Manitoba

Newcomer centre launches fundraising campaign ahead of expected surge of refugees

A Winnipeg refugee resettlement agency has launched a new capital campaign in a bid to pay for services future asylum seekers coming to Manitoba may need.

Welcome Place says it needs $300K for future resources, encourages others to help fundraise

Welcome Place has launched a fundraising campaign to pay for costs it's expecting to incur with a future wave of asylum seekers fleeing the United States. (Thomas Asselin / CBC )

A Winnipeg refugee resettlement agency has launched a new capital campaign in a bid to pay for services future asylum seekers coming to Manitoba may need.

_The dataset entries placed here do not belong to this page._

//! Metrics stage: cyclomatic complexity, raw counts, Halstead volume and the
//! maintainability index.
//!
//! Metric computation sits behind the [`MetricsProvider`] trait so the
//! pipeline can swap the tree-sitter implementation for another engine.
//! [`MetricsAdapter`] attaches block complexities to extracted functions and
//! degrades to zeroed metrics when the provider fails.

mod extractor;
mod halstead;
mod raw;
pub mod types;

use std::sync::Arc;

use tracing::{debug, warn};

use crate::core::errors::{ModlensError, Result};
use crate::lang::common::{FunctionRecord, SourceFile};
use crate::lang::registry::create_parser_for_language;

pub use extractor::{measure_blocks, own_decision_points};
pub use halstead::{calculate_halstead_for_node, compute_halstead_from_counts};
pub use raw::count_raw;
pub use types::{
    BlockComplexity, BlockKind, CodeMetrics, FileMeasurements, FileMetrics, HalsteadMetrics,
    RawCounts,
};

/// Source of file metrics.
pub trait MetricsProvider: Send + Sync {
    /// Provider name used in logs.
    fn name(&self) -> &str;

    /// Measure a complete source file.
    fn measure(&self, source: &str) -> Result<FileMeasurements>;
}

/// Default provider computing block complexity, raw counts and maintainability from a tree-sitter parse.
#[derive(Debug, Clone, Copy, Default)]
pub struct TreeSitterMetricsProvider;

impl MetricsProvider for TreeSitterMetricsProvider {
    fn name(&self) -> &str {
        "tree-sitter"
    }

    fn measure(&self, source: &str) -> Result<FileMeasurements> {
        let mut parser = create_parser_for_language("python")?;
        let tree = parser
            .parse(source, None)
            .ok_or_else(|| ModlensError::metrics_from(self.name(), "Parser produced no tree"))?;
        let root = tree.root_node();

        let blocks = measure_blocks(root, source);
        let raw = count_raw(root, source);
        let halstead = calculate_halstead_for_node(root, source);

        let total_complexity: u32 = blocks.iter().map(|block| block.complexity).sum();
        let comment_percent = if raw.sloc > 0 {
            (raw.comments + raw.multi) as f64 / raw.sloc as f64 * 100.0
        } else {
            0.0
        };
        let maintainability_index = maintainability_index(
            halstead.volume,
            f64::from(total_complexity),
            raw.sloc,
            comment_percent,
        );

        Ok(FileMeasurements {
            blocks,
            maintainability_index,
            raw,
            halstead,
        })
    }
}

/// Maintainability index rescaled to [0, 100].
///
/// Returns 100 when either the Halstead volume or the SLOC count is zero.
pub fn maintainability_index(
    volume: f64,
    complexity: f64,
    sloc: usize,
    comment_percent: f64,
) -> f64 {
    if volume <= 0.0 || sloc == 0 {
        return 100.0;
    }

    let raw_index = 171.0
        - 5.2 * volume.ln()
        - 0.23 * complexity
        - 16.2 * (sloc as f64).ln()
        + 50.0 * (2.46 * comment_percent.to_radians()).sqrt().sin();

    (raw_index * 100.0 / 171.0).clamp(0.0, 100.0)
}

/// Runs a [`MetricsProvider`] over a parsed file.
#[derive(Clone)]
pub struct MetricsAdapter {
    provider: Arc<dyn MetricsProvider>,
}

impl Default for MetricsAdapter {
    fn default() -> Self {
        Self::new(Arc::new(TreeSitterMetricsProvider))
    }
}

impl MetricsAdapter {
    /// Create an adapter over the given provider.
    pub fn new(provider: Arc<dyn MetricsProvider>) -> Self {
        Self { provider }
    }

    /// Name of the wrapped provider.
    pub fn provider_name(&self) -> &str {
        self.provider.name()
    }

    /// Measure `file` and attach complexities to its functions.
    ///
    /// Provider errors are logged and yield zeroed metrics.
    pub fn measure(&self, file: &mut SourceFile) -> CodeMetrics {
        match self.provider.measure(&file.source) {
            Ok(measurements) => {
                attach_complexities(&mut file.functions, &measurements.blocks);
                let metrics = CodeMetrics::from_measurements(measurements);
                debug!(
                    provider = self.provider.name(),
                    blocks = metrics.blocks.len(),
                    maintainability = metrics.maintainability_index,
                    "Measured file metrics"
                );
                metrics
            }
            Err(error) => {
                warn!(
                    provider = self.provider.name(),
                    file = %file.path,
                    "Metrics provider failed, continuing with zeroed metrics: {}",
                    error
                );
                for function in &mut file.functions {
                    function.complexity = 0;
                }
                CodeMetrics::default()
            }
        }
    }
}

/// Give each function the complexity of the first block with its name.
pub fn attach_complexities(functions: &mut [FunctionRecord], blocks: &[BlockComplexity]) {
    for function in functions.iter_mut() {
        function.complexity = blocks
            .iter()
            .find(|block| block.name == function.name)
            .map(|block| block.complexity)
            .unwrap_or(0);
    }
}

#[cfg(test)]
mod tests;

The Manitoba Interfaith Immigration Council, which runs Welcome Place, has launched openyourhearts.ca and is hoping the new site will inspire donations from Canadians and those abroad.

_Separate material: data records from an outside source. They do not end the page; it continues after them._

//! Metric types produced by the metrics stage.

use serde::{Deserialize, Serialize};

/// Kind of a measured code block.
#[derive(Debug, Clone, Copy, PartialEq, Eq, Hash, Serialize, Deserialize)]
#[serde(rename_all = "snake_case")]
pub enum BlockKind {
    Function,
    Method,
    Class,
}

/// Cyclomatic complexity of one function, method or class.
#[derive(Debug, Clone, PartialEq, Eq, Serialize, Deserialize)]
pub struct BlockComplexity {
    /// Block name
    pub name: String,
    /// Block kind
    pub kind: BlockKind,
    /// First line (1-based)
    pub line: usize,
    /// Cyclomatic complexity
    pub complexity: u32,
}

/// Raw line counts of a source file.
#[derive(Debug, Clone, Copy, Default, PartialEq, Eq, Serialize, Deserialize)]
pub struct RawCounts {
    /// Total lines
    pub loc: usize,
    /// Source lines: not blank, not comment-only, not docstring
    pub sloc: usize,
    /// Comment tokens, inline comments included
    pub comments: usize,
    /// Comment-only lines
    pub single_comments: usize,
    /// Docstring lines
    pub multi: usize,
    /// Blank lines
    pub blank: usize,
}

/// Halstead software science metrics.
#[derive(Debug, Clone, Default, PartialEq, Serialize, Deserialize)]
pub struct HalsteadMetrics {
    /// Distinct operators
    pub n1: f64,
    /// Distinct operands
    pub n2: f64,
    /// Total operators
    pub n_1: f64,
    /// Total operands
    pub n_2: f64,
    pub vocabulary: f64,
    pub length: f64,
    pub calculated_length: f64,
    pub volume: f64,
    pub difficulty: f64,
    pub effort: f64,
}

/// Everything a metrics provider reports for one file.
#[derive(Debug, Clone, Default, PartialEq, Serialize, Deserialize)]
pub struct FileMeasurements {
    /// Measured blocks in document order
    pub blocks: Vec<BlockComplexity>,
    /// Maintainability index in [0, 100]
    pub maintainability_index: f64,
    /// Raw line counts
    pub raw: RawCounts,
    /// Halstead metrics of the whole file
    pub halstead: HalsteadMetrics,
}

/// Metrics stage output. All zero when the provider failed.
#[derive(Debug, Clone, Default, PartialEq, Serialize, Deserialize)]
pub struct CodeMetrics {
    /// Maintainability index
    pub maintainability_index: f64,
    /// Raw line counts
    pub raw: RawCounts,
    /// Mean complexity over all measured blocks
    pub average_complexity: f64,
    /// Highest block complexity
    pub max_complexity: u32,
    /// Measured blocks
    pub blocks: Vec<BlockComplexity>,
}

impl CodeMetrics {
    /// Summarize provider measurements.
    pub fn from_measurements(measurements: FileMeasurements) -> Self {
        let max_complexity = measurements
            .blocks
            .iter()
            .map(|b| b.complexity)
            .max()
            .unwrap_or(0);
        let average_complexity = if measurements.blocks.is_empty() {
            0.0
        } else {
            let total: u64 = measurements.blocks.iter().map(|b| u64::from(b.complexity)).sum();
            total as f64 / measurements.blocks.len() as f64
        };

        Self {
            maintainability_index: measurements.maintainability_index,
            raw: measurements.raw,
            average_complexity,
            max_complexity,
            blocks: measurements.blocks,
        }
    }
}

/// File-level summary combining metrics, structure counts and cohesion.
#[derive(Debug, Clone, Default, PartialEq, Serialize, Deserialize)]
pub struct FileMetrics {
    pub maintainability_index: f64,
    pub loc: usize,
    pub sloc: usize,
    pub comments: usize,
    pub multi: usize,
    pub blank: usize,
    pub function_count: usize,
    pub class_count: usize,
    pub average_complexity: f64,
    pub max_complexity: u32,
    pub cohesion: f64,
}

impl FileMetrics {
    /// Combine the metrics stage output with structural counts and cohesion.
    pub fn assemble(
        metrics: &CodeMetrics,
        function_count: usize,
        class_count: usize,
        cohesion: f64,
    ) -> Self {
        Self {
            maintainability_index: metrics.maintainability_index,
            loc: metrics.raw.loc,
            sloc: metrics.raw.sloc,
            comments: metrics.raw.comments,
            multi: metrics.raw.multi,
            blank: metrics.raw.blank,
            function_count,
            class_count,
            average_complexity: metrics.average_complexity,
            max_complexity: metrics.max_complexity,
            cohesion,
        }
    }
}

Executive director Rita Chahal said the agency is hoping to raise $300,000 to ensure the growing demand for services is manageable. She said it would be great if others fundraise for Welcome Place.

She made the plea for money after sharing recent statistics and a startling fact — one minor recently walked into Manitoba alone.

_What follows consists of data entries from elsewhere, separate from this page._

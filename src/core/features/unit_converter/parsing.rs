//! Free-text parsing: "12 km", "3,5 meters", "12 km to miles"

use once_cell::sync::Lazy;
use regex::Regex;

use super::catalog::UnitId;
use crate::shared::error::{AppError, AppResult};

const ERR_CANNOT_PARSE_UNIT: &str = "Could not parse unit from text";

/// Resolve a unit alias (canonical id, plural, abbreviation) to a unit
pub fn normalize_unit(unit: &str) -> Option<UnitId> {
    use UnitId::*;
    let unit_lower = unit.trim().to_lowercase().replace(['-', ' '], "_");
    if let Ok(canonical) = unit_lower.parse::<UnitId>() {
        return Some(canonical);
    }
    let unit = match unit_lower.as_str() {
        // Length
        "m" | "meters" | "metre" | "metres" => Meter,
        "km" | "kilometers" | "kilometre" | "kilometres" => Kilometer,
        "cm" | "centimeters" | "centimetre" | "centimetres" => Centimeter,
        "mm" | "millimeters" | "millimetre" | "millimetres" => Millimeter,
        "mi" | "miles" => Mile,
        "yd" | "yards" => Yard,
        "ft" | "feet" | "'" => Foot,
        "in" | "inches" | "\"" => Inch,
        // Mass
        "g" | "grams" => Gram,
        "kg" | "kilograms" => Kilogram,
        "mg" | "milligrams" => Milligram,
        "lb" | "lbs" | "pounds" => Pound,
        "oz" | "ounces" => Ounce,
        "t" | "tons" | "tonne" | "tonnes" => Ton,
        // Volume
        "l" | "liters" | "litre" | "litres" => Liter,
        "ml" | "milliliters" | "millilitre" | "millilitres" => Milliliter,
        "m3" | "m³" | "cubic_meters" => CubicMeter,
        "gal" | "gallons" => Gallon,
        "qt" | "quarts" => Quart,
        "pt" | "pints" => Pint,
        "cups" => Cup,
        "fl_oz" | "floz" | "fluid_ounces" => FluidOunce,
        // Temperature
        "k" => Kelvin,
        "c" | "°c" => Celsius,
        "f" | "°f" => Fahrenheit,
        // Time
        "s" | "sec" | "secs" | "seconds" => Second,
        "min" | "mins" | "minutes" => Minute,
        "h" | "hr" | "hrs" | "hours" => Hour,
        "d" | "days" => Day,
        "wk" | "weeks" => Week,
        "months" => Month,
        "yr" | "yrs" | "years" => Year,
        // Speed
        "m/s" | "mps" | "meters_per_second" => MeterPerSecond,
        "km/h" | "kmh" | "kph" | "kilometers_per_hour" => KilometerPerHour,
        "mph" | "miles_per_hour" => MilePerHour,
        "kn" | "kt" | "knots" => Knot,
        // Area
        "m2" | "m²" | "square_meters" => SquareMeter,
        "km2" | "km²" | "square_kilometers" => SquareKilometer,
        "ha" | "hectares" => Hectare,
        "ac" | "acres" => Acre,
        "ft2" | "ft²" | "sq_ft" | "square_feet" => SquareFoot,
        "in2" | "in²" | "sq_in" | "square_inches" => SquareInch,
        // Data
        "bits" => Bit,
        "b" | "bytes" => Byte,
        "kb" | "kilobytes" => Kilobyte,
        "mb" | "megabytes" => Megabyte,
        "gb" | "gigabytes" => Gigabyte,
        "tb" | "terabytes" => Terabyte,
        // Energy
        "j" | "joules" => Joule,
        "kj" | "kilojoules" => Kilojoule,
        "cal" | "calories" => Calorie,
        "kcal" | "kilocalories" => Kilocalorie,
        "wh" | "watt_hours" => WattHour,
        "kwh" | "kilowatt_hours" => KilowattHour,
        // Pressure
        "pa" | "pascals" => Pascal,
        "kpa" | "kilopascals" => Kilopascal,
        "bars" => Bar,
        "atm" | "atmospheres" => Atmosphere,
        _ => return None,
    };
    Some(unit)
}

// Patterns are compile-time constants; a failure here is a programming error
static RE_NUMBER_UNIT: Lazy<Regex> = Lazy::new(|| {
    Regex::new(r"^([+-]?(?:\d+(?:\.\d+)?|\.\d+)(?:[eE][+-]?\d+)?)\s*(.+)$")
        .expect("Failed to compile number-unit pattern")
});

static RE_UNIT_NUMBER: Lazy<Regex> = Lazy::new(|| {
    Regex::new(r"^(.+?)\s*([+-]?(?:\d+(?:\.\d+)?|\.\d+)(?:[eE][+-]?\d+)?)$")
        .expect("Failed to compile unit-number pattern")
});

static RE_TARGET_SPLIT: Lazy<Regex> = Lazy::new(|| {
    Regex::new(r"(?i)\b(?:to|in|into)\b|->|=>")
        .expect("Failed to compile target separator pattern")
});

/// Parse an amount and source unit, e.g. "100m", "12 km", "3,5 meters", "km 12"
pub fn parse_unit_from_text(text: &str) -> AppResult<(f64, UnitId)> {
    let text = text.trim();
    if text.is_empty() {
        return Err(AppError::Validation("Empty text".to_string()));
    }

    // Comma decimal separators become dots
    let normalized = text.replace(',', ".");

    if let Some(caps) = RE_NUMBER_UNIT.captures(&normalized) {
        if let (Ok(amount), Some(unit)) = (caps[1].parse::<f64>(), normalize_unit(&caps[2])) {
            tracing::debug!(amount, unit = %unit, text, "parsed number-unit");
            return Ok((amount, unit));
        }
    }

    if let Some(caps) = RE_UNIT_NUMBER.captures(&normalized) {
        if let (Some(unit), Ok(amount)) = (normalize_unit(&caps[1]), caps[2].parse::<f64>()) {
            tracing::debug!(amount, unit = %unit, text, "parsed unit-number");
            return Ok((amount, unit));
        }
    }

    tracing::debug!(text, "failed to parse unit");
    Err(AppError::Validation(format!("{}: {}", ERR_CANNOT_PARSE_UNIT, text)))
}

/// A full query: amount, source unit and target unit
#[derive(Debug, Clone, Copy, PartialEq)]
pub struct ConversionQuery {
    pub amount: f64,
    pub from_unit: UnitId,
    pub to_unit: UnitId,
}

/// Parse "12 km to miles", "5 kg in lb", "100 c -> f"
pub fn parse_conversion_query(text: &str) -> AppResult<ConversionQuery> {
    let text = text.trim();
    let mut first_error = None;

    // "in" is both a separator and the inch alias, so try every split in order
    for separator in RE_TARGET_SPLIT.find_iter(text) {
        let source = &text[..separator.start()];
        let target = text[separator.end()..].trim();

        let parsed = parse_unit_from_text(source).and_then(|(amount, from_unit)| {
            let to_unit = normalize_unit(target).ok_or_else(|| {
                AppError::Validation(format!("{}: {}", ERR_CANNOT_PARSE_UNIT, target))
            })?;
            Ok(ConversionQuery {
                amount,
                from_unit,
                to_unit,
            })
        });

        match parsed {
            Ok(query) => return Ok(query),
            Err(e) => {
                first_error.get_or_insert(e);
            }
        }
    }

    Err(first_error
        .unwrap_or_else(|| AppError::Validation(format!("Missing target unit: {}", text))))
}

Chahal said the money will pay for more staff and legal fees that Welcome Place will incur while getting refugee claims ready.

"You can understand [there are] lots of complexities and layers of complexity in this whole process," she said.

Manitoba RCMP said Saturday they have come into contact with 183 people entering into Manitoba somewhere other than a border crossing so far in 2017.

That number doesn't include asylum seekers who have walked over without coming into contact with police.

Asylum seekers have been walking through snow-covered fields, often in frigid temperatures, to reach Canada. Razak Iyal and Seidu Mohammed are two of them.

The Ghanaian men walked into Manitoba on Christmas Eve in the bitter cold.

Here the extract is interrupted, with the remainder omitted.